If with genetic predisposition, there are ways through food and lifestyle activity to help your health issue. Here are the five signs of metabolic syndrome. Any three symptoms or more should give you information on what direction to take in finding out why you have these symptoms and whether a change in food can help.

1. Abdominal obesity. You don't necessarily have to be overweight. Thin people also may have inherited the genes for gaining weight primarily in the abdomen. This could happen if you have one parent who is overweight and one thin parent. In such a case, you've inherited the thin body from one parent, but the genes for abdominal obesity from the overweight parent. On the outside you're thin, but on the inside, you have inherited the high blood pressure gene variant from the parent with metabolic syndrome or hypertension and abdominal obesity.

Some women also gain weight in the abdomen and are genetically born with thin legs and thin arms, narrow hips, small breasts, but gain weight, including when pregnant in the abdomen and not on the hips or thighs or only slightly there. They primarily gain weight around the waist and in the abdomen, which may protrude forward as if from around the navel. When older, post-menopausal, weight gain is in the abdomen, while the arms and legs remain thin.

With men, they may be obese or thin, but weight gain, in either case, is from the belly. Males may have what's called "beer bellies." The more sweets they eat, the more the abdomen protrudes forward and the waistline also increases if the waistline is measured at the level of the navel, not just below the rib cage. Waistline measurements can be taken just above the hip bone, putting the measuring tape around the torso at the level of the belly button.

2. Elevated triglycerides. Fat from foods may be in the form of triglycerides. Don't eat more calories than your body can burn off. Your liver turns excess 'fuel' into triglycerides. In some people fatty meats are stored as fat, but in others fatty meats are burned off as fuel. It's genetic as to whether your body stores meat more as fat or fuel. Fat cells fill up with triglycerides, creating flab.

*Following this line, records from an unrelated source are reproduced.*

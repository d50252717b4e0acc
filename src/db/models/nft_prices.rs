use sea_orm::entity::prelude::*;
use chrono::{DateTime, Utc};
use rust_decimal::Decimal;

#[derive(Clone, Debug, PartialEq, DeriveEntityModel, Eq)]
#[sea_orm(table_name = "nft_prices")]
pub struct Model {
    #[sea_orm(primary_key, auto_increment = false)]
    pub contract_address: String,

    #[sea_orm(primary_key, auto_increment = false)]
    pub token_index: String,

    #[sea_orm(nullable)]
    pub current_price: Option<Decimal>,

    pub last_listing_timestamp: DateTime<Utc>,

    pub updated_at: DateTime<Utc>,
}

#[derive(Copy, Clone, Debug, EnumIter, DeriveRelation)]
pub enum Relation {}

impl ActiveModelBehavior for ActiveModel {}
pub mod fetcher;
pub mod reservoir;
pub mod traits;

#[cfg(test)]
pub(crate) mod testing;

pub use fetcher::{FetchedPage, PaginatedFetcher};
pub use reservoir::ReservoirClient;
pub use traits::{Activity, EventsRequest, FeedSource, ListingWindow, NftKey, SortDirection};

Worse yet, your liver produces huge amounts of triglycerides each time you eat fructose. Some doctors will tell you to eat less sweets, particularly foods containing fructose. Other doctors will also tell you to add some purified fish oil. Talk to your health care team, and cut down on the fructose. The more fructose you eat, usually the higher your triglycerides get, but again, talk to your health care professionals. There's a book explaining how fructose causes your triglycerides to rise, The Sugar Fix, by Richard J. Johnson, M.D. (with Timothy Gower.) See, The Sugar Fix: The High-Fructose Fallout That Is Making You Fat and Sick.

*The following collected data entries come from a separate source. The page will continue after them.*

use std::str::FromStr;
use std::time::Duration;

use crate::constants::{
    DEFAULT_CAPTURE_INTERVAL_SECS, DEFAULT_CAPTURE_STREAM, DEFAULT_MYSQL_PORT, DEFAULT_PAGE_LIMIT,
    MAX_PAGE_LIMIT, RESERVOIR_API_URL,
};
use crate::error::{Error, Result};

#[derive(Debug, Clone)]
pub struct Config {
    pub feed: FeedConfig,
    /// Absent when neither `DATABASE_URL` nor `MYSQL_HOST` is set.
    pub database: Option<DatabaseConfig>,
    pub capture: CaptureConfig,
}

#[derive(Debug, Clone)]
pub struct FeedConfig {
    pub api_url: String,
    pub api_key: Option<String>,
    pub page_limit: u32,
}

#[derive(Debug, Clone)]
pub struct DatabaseConfig {
    pub url: String,
}

#[derive(Debug, Clone)]
pub struct CaptureConfig {
    pub interval: Duration,
    /// Identifier of the cursor row for this feed.
    pub stream: String,
    pub cursor_mode: CursorMode,
    /// Seed each page's aggregation with the prices already stored for its tokens.
    pub seed_from_store: bool,
}

/// How a run decides where to start reading and where to stop.
#[derive(Debug, Clone, Copy, PartialEq, Eq, Default)]
pub enum CursorMode {
    /// Oldest first, resume from the stored continuation token.
    #[default]
    Continuation,
    /// Newest first from the head of the feed, stop at the last processed event.
    Boundary,
}

impl CursorMode {
    pub fn as_str(&self) -> &'static str {
        match self {
            CursorMode::Continuation => "continuation",
            CursorMode::Boundary => "boundary",
        }
    }
}

impl FromStr for CursorMode {
    type Err = String;

    fn from_str(s: &str) -> std::result::Result<Self, Self::Err> {
        match s.trim().to_lowercase().as_str() {
            "continuation" => Ok(CursorMode::Continuation),
            "boundary" => Ok(CursorMode::Boundary),
            other => Err(format!("unknown cursor mode: {}", other)),
        }
    }
}

impl Config {
    pub fn from_env() -> Result<Self> {
        dotenv::dotenv().ok();

        Self::from_lookup(|key| std::env::var(key).ok())
    }

    pub fn from_lookup<F>(lookup: F) -> Result<Self>
    where
        F: Fn(&str) -> Option<String>,
    {
        let var = |key: &str| lookup(key).map(|v| v.trim().to_string()).filter(|v| !v.is_empty());

        let page_limit = parse_or(&var, "RESERVOIR_PAGE_LIMIT", DEFAULT_PAGE_LIMIT)?;
        if page_limit == 0 || page_limit > MAX_PAGE_LIMIT {
            return Err(Error::Config(format!(
                "RESERVOIR_PAGE_LIMIT must be between 1 and {}",
                MAX_PAGE_LIMIT
            )));
        }

        let feed = FeedConfig {
            api_url: var("RESERVOIR_API_URL")
                .unwrap_or_else(|| RESERVOIR_API_URL.to_string())
                .trim_end_matches('/')
                .to_string(),
            api_key: var("RESERVOIR_API_KEY"),
            page_limit,
        };

        let database = database_url(&var)?.map(|url| DatabaseConfig { url });

        let interval_secs = parse_or(&var, "CAPTURE_INTERVAL_SECS", DEFAULT_CAPTURE_INTERVAL_SECS)?;
        if interval_secs == 0 {
            return Err(Error::Config("CAPTURE_INTERVAL_SECS must be positive".into()));
        }

        let capture = CaptureConfig {
            interval: Duration::from_secs(interval_secs),
            stream: var("CAPTURE_STREAM").unwrap_or_else(|| DEFAULT_CAPTURE_STREAM.to_string()),
            cursor_mode: parse_or(&var, "CAPTURE_CURSOR_MODE", CursorMode::default())?,
            seed_from_store: parse_bool(&var, "CAPTURE_SEED_FROM_STORE")?,
        };

        Ok(Config {
            feed,
            database,
            capture,
        })
    }

    pub fn database(&self) -> Result<&DatabaseConfig> {
        self.database
            .as_ref()
            .ok_or_else(|| Error::Config("DATABASE_URL or MYSQL_HOST not set".into()))
    }
}

fn database_url<F>(var: &F) -> Result<Option<String>>
where
    F: Fn(&str) -> Option<String>,
{
    if let Some(url) = var("DATABASE_URL") {
        return Ok(Some(url));
    }

    let host = match var("MYSQL_HOST") {
        Some(host) => host,
        None => return Ok(None),
    };
    let user = var("MYSQL_USER").ok_or_else(|| Error::Config("MYSQL_USER not set".into()))?;
    let database =
        var("MYSQL_DATABASE").ok_or_else(|| Error::Config("MYSQL_DATABASE not set".into()))?;
    let port: u16 = parse_or(var, "MYSQL_PORT", DEFAULT_MYSQL_PORT)?;

    let mut url = url::Url::parse(&format!("mysql://{}:{}/{}", host, port, database))?;
    url.set_username(&user)
        .map_err(|_| Error::Config("MYSQL_USER is not a valid user name".into()))?;
    if let Some(password) = var("MYSQL_PASSWORD") {
        url.set_password(Some(&password))
            .map_err(|_| Error::Config("MYSQL_PASSWORD could not be encoded".into()))?;
    }

    Ok(Some(url.to_string()))
}

fn parse_or<F, T>(var: &F, key: &str, default: T) -> Result<T>
where
    F: Fn(&str) -> Option<String>,
    T: FromStr,
    T::Err: std::fmt::Display,
{
    match var(key) {
        Some(raw) => raw
            .parse()
            .map_err(|e| Error::Config(format!("{} is invalid: {}", key, e))),
        None => Ok(default),
    }
}

fn parse_bool<F>(var: &F, key: &str) -> Result<bool>
where
    F: Fn(&str) -> Option<String>,
{
    match var(key).map(|v| v.to_lowercase()) {
        None => Ok(false),
        Some(v) => match v.as_str() {
            "1" | "true" | "yes" | "on" => Ok(true),
            "0" | "false" | "no" | "off" => Ok(false),
            _ => Err(Error::Config(format!("{} must be a boolean, got {}", key, v))),
        },
    }
}

impl Default for FeedConfig {
    fn default() -> Self {
        Self {
            api_url: RESERVOIR_API_URL.to_string(),
            api_key: None,
            page_limit: DEFAULT_PAGE_LIMIT,
        }
    }
}

impl Default for CaptureConfig {
    fn default() -> Self {
        Self {
            interval: Duration::from_secs(DEFAULT_CAPTURE_INTERVAL_SECS),
            stream: DEFAULT_CAPTURE_STREAM.to_string(),
            cursor_mode: CursorMode::default(),
            seed_from_store: false,
        }
    }
}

How Do You Know When You Have High Triglycerides?

Your fasting triglycerides should not be high. They should be less than 150 milligrams per deciliter (mg/dl). If you're triglycerides are 150 mg/dl or higher, you may have high triglycerides. Many women going through menopause walk into their doctor's offices with triglycerides of 200. That's too high. Cut out the fructose and then measure your triglycerides.

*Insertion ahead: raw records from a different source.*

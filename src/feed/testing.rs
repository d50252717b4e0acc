//! Scripted feed and event builders shared by the unit tests

use std::collections::VecDeque;
use std::sync::{Arc, Mutex};

use async_trait::async_trait;

use super::reservoir::{
    AskEventKind, Criteria, CriteriaData, CriteriaToken, EventInfo, EventsResponse, Order,
    OrderEvent, OrderPrice, PriceAmount,
};
use super::traits::{EventsRequest, FeedSource};
use crate::error::{Error, Result};

/// Serves queued pages in order, recording every request. Runs dry with a feed error.
#[derive(Clone, Default)]
pub struct ScriptedFeed {
    pages: Arc<Mutex<VecDeque<Result<EventsResponse>>>>,
    requests: Arc<Mutex<Vec<EventsRequest>>>,
}

impl ScriptedFeed {
    pub fn new(pages: Vec<EventsResponse>) -> Self {
        let feed = Self::default();
        for p in pages {
            feed.push(p);
        }
        feed
    }

    pub fn push(&self, page: EventsResponse) {
        self.pages.lock().unwrap().push_back(Ok(page));
    }

    pub fn push_error(&self, message: &str) {
        self.pages
            .lock()
            .unwrap()
            .push_back(Err(Error::Feed(message.to_string())));
    }

    pub fn requests(&self) -> Vec<EventsRequest> {
        self.requests.lock().unwrap().clone()
    }
}

#[async_trait]
impl FeedSource for ScriptedFeed {
    async fn fetch_events(&self, request: &EventsRequest) -> Result<EventsResponse> {
        self.requests.lock().unwrap().push(request.clone());
        self.pages
            .lock()
            .unwrap()
            .pop_front()
            .unwrap_or_else(|| Err(Error::Feed("connection refused".into())))
    }
}

pub fn page(events: Vec<OrderEvent>, continuation: Option<&str>) -> EventsResponse {
    EventsResponse {
        events,
        continuation: continuation.map(str::to_string),
    }
}

pub fn new_order(
    event_id: &str,
    contract: &str,
    token_id: &str,
    native_price: f64,
    valid_until: Option<i64>,
    created_at: &str,
) -> OrderEvent {
    OrderEvent {
        order: Order {
            id: format!("order-{}", event_id),
            status: Some("active".into()),
            contract: Some(contract.to_string()),
            maker: Some("0xMaker".into()),
            price: Some(OrderPrice {
                currency: None,
                amount: Some(PriceAmount {
                    raw: None,
                    decimal: Some(native_price),
                    usd: None,
                    native: Some(native_price),
                }),
            }),
            quantity_remaining: Some(1),
            valid_from: Some(1_600_000_000),
            valid_until,
            kind: Some("seaport-v1.5".into()),
            source: Some("opensea.io".into()),
            criteria: Some(Criteria {
                kind: Some("token".into()),
                data: Some(CriteriaData {
                    token: Some(CriteriaToken {
                        token_id: Some(token_id.to_string()),
                    }),
                }),
            }),
        },
        event: EventInfo {
            id: event_id.to_string(),
            kind: AskEventKind::NewOrder,
            tx_hash: None,
            created_at: Some(created_at.to_string()),
        },
    }
}

pub fn other_event(event_id: &str) -> OrderEvent {
    OrderEvent {
        order: Order {
            id: format!("order-{}", event_id),
            status: Some("inactive".into()),
            contract: None,
            maker: None,
            price: None,
            quantity_remaining: None,
            valid_from: None,
            valid_until: None,
            kind: None,
            source: None,
            criteria: None,
        },
        event: EventInfo {
            id: event_id.to_string(),
            kind: AskEventKind::Cancel,
            tx_hash: None,
            created_at: Some("2023-11-14T22:13:20Z".into()),
        },
    }
}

That may mean cutting out certain types of fruit, ice cream, high fructose corn syrup, and various sweets, plus anything with plenty of fructose for two weeks to get your enzymes working better again to lower your triglycerides.Then test your triglycerides again when you see your doctor. See whether the triglycerides have lowered. Sometimes fish oils help. For example, one Sacramento woman's 200 mg/dl triglycerides dropped to 54 after a few months on a small amount of purified fish oil and stopping eating frozen yogurt made with fructose. If you're already taking medicine to lower your triglycerides, you obviously have high fasting triglycerides.

3. Low HDL Cholesterol

Another symptom of metabolic syndrome is low HDL, the 'good' cholesterol. If you're male, your HDL should be higher than 40 mg/dl. If you're female, your HDL should be higher than 50 mg/dl. Ideally, you should strive for 60mg/dl, which is supposed to be a 'healthy' HDL level. It's also genetic. Some people have very high HDL, which is good. The 'bad' LDL cholesterol works to form blockages in the arteries.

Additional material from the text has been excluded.